_Task to complete_:
Retype the data that follows, keeping every character the same.

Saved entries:

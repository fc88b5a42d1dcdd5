//! Markdown front-matter 解析

use lazy_static::lazy_static;
use regex::Regex;
use serde::Deserialize;
use tracing::debug;

lazy_static! {
    static ref FRONTMATTER_RE: Regex =
        Regex::new(r"(?s)\A\u{feff}?---[ \t]*\r?\n(.*?)\r?\n---[ \t]*(?:\r?\n|\z)")
            .expect("front-matter regex is valid");
}

/// 资源元数据（来自 YAML front-matter）
#[derive(Debug, Clone, Default, PartialEq, Eq, Deserialize)]
pub struct Frontmatter {
    #[serde(default)]
    pub name: Option<String>,
    #[serde(default)]
    pub description: Option<String>,
}

/// 解析 front-matter，缺失或格式错误时返回空元数据
pub fn parse(content: &str) -> Frontmatter {
    let Some(block) = FRONTMATTER_RE
        .captures(content)
        .and_then(|caps| caps.get(1))
    else {
        return Frontmatter::default();
    };

    match serde_yaml::from_str::<Frontmatter>(block.as_str()) {
        Ok(meta) => meta,
        Err(e) => {
            debug!("Ignoring malformed front-matter: {}", e);
            Frontmatter::default()
        }
    }
}

/// 去掉 front-matter 后的正文
pub fn body(content: &str) -> &str {
    match FRONTMATTER_RE.find(content) {
        Some(m) => &content[m.end()..],
        None => content,
    }
}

_Result_:
repository fc88b5a42d1dcdd5
//! Markdown front-matter 解析

use lazy_static::lazy_static;
use regex::Regex;
use serde::Deserialize;
use tracing::debug;

lazy_static! {
    static ref FRONTMATTER_RE: Regex =
        Regex::new(r"(?s)\A\u{feff}?---[ \t]*\r?\n(.*?)\r?\n---[ \t]*(?:\r?\n|\z)")
            .expect("front-matter regex is valid");
}

/// 资源元数据（来自 YAML front-matter）
#[derive(Debug, Clone, Default, PartialEq, Eq, Deserialize)]
pub struct Frontmatter {
    #[serde(default)]
    pub name: Option<String>,
    #[serde(default)]
    pub description: Option<String>,
}

/// 解析 front-matter，缺失或格式错误时返回空元数据
pub fn parse(content: &str) -> Frontmatter {
    let Some(block) = FRONTMATTER_RE
        .captures(content)
        .and_then(|caps| caps.get(1))
    else {
        return Frontmatter::default();
    };

    match serde_yaml::from_str::<Frontmatter>(block.as_str()) {
        Ok(meta) => meta,
        Err(e) => {
            debug!("Ignoring malformed front-matter: {}", e);
            Frontmatter::default()
        }
    }
}

/// 去掉 front-matter 后的正文
pub fn body(content: &str) -> &str {
    match FRONTMATTER_RE.find(content) {
        Some(m) => &content[m.end()..],
        None => content,
    }
}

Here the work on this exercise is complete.